§ **ACTIVITY**: Word for word, print the entries that follow.

§ **INFORMATION GIVEN**:
"""

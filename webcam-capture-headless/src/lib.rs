//! # webcam-capture-headless
//!
//! Synthetic in-process backend for webcam-capture-kit.
//!
//! Provides:
//! - `SyntheticDevices`: a `CaptureBackend` whose camera grants, refuses, or
//!   is missing on demand
//! - `SyntheticStream`: camera + microphone tracks wired to a shared
//!   `DeviceMonitor` (the "camera in use" light)
//! - `TestPatternEncoder`: emits numbered chunks on a worker thread and
//!   flushes a final one before acknowledging stop
//!
//! Useful for headless runs and for exercising the capture session without
//! hardware.
//!
//! ## Usage
//! ```ignore
//! use webcam_capture_core::{RecordingSession, WebcamRecorder};
//! use webcam_capture_headless::SyntheticDevices;
//!
//! let devices = SyntheticDevices::default();
//! let monitor = devices.monitor();
//! let mut recorder = WebcamRecorder::new(devices).unwrap();
//! assert!(recorder.start());
//! let artifact = recorder.stop();
//! assert!(!monitor.is_in_use());
//! ```

pub mod devices;
pub mod encoder;
pub mod stream;

pub use devices::{AccessPolicy, DeviceMonitor, SyntheticDeviceConfig, SyntheticDevices};
pub use encoder::TestPatternEncoder;
pub use stream::SyntheticStream;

"""

§ **SOLUTION BELOW**:
filename webcam-capture-headless/src/lib.rs
//! # webcam-capture-headless
//!
//! Synthetic in-process backend for webcam-capture-kit.
//!
//! Provides:
//! - `SyntheticDevices`: a `CaptureBackend` whose camera grants, refuses, or
//!   is missing on demand
//! - `SyntheticStream`: camera + microphone tracks wired to a shared
//!   `DeviceMonitor` (the "camera in use" light)
//! - `TestPatternEncoder`: emits numbered chunks on a worker thread and
//!   flushes a final one before acknowledging stop
//!
//! Useful for headless runs and for exercising the capture session without
//! hardware.
//!
//! ## Usage
//! ```ignore
//! use webcam_capture_core::{RecordingSession, WebcamRecorder};
//! use webcam_capture_headless::SyntheticDevices;
//!
//! let devices = SyntheticDevices::default();
//! let monitor = devices.monitor();
//! let mut recorder = WebcamRecorder::new(devices).unwrap();
//! assert!(recorder.start());
//! let artifact = recorder.stop();
//! assert!(!monitor.is_in_use());
//! ```

pub mod devices;
pub mod encoder;
pub mod stream;

pub use devices::{AccessPolicy, DeviceMonitor, SyntheticDeviceConfig, SyntheticDevices};
pub use encoder::TestPatternEncoder;
pub use stream::SyntheticStream;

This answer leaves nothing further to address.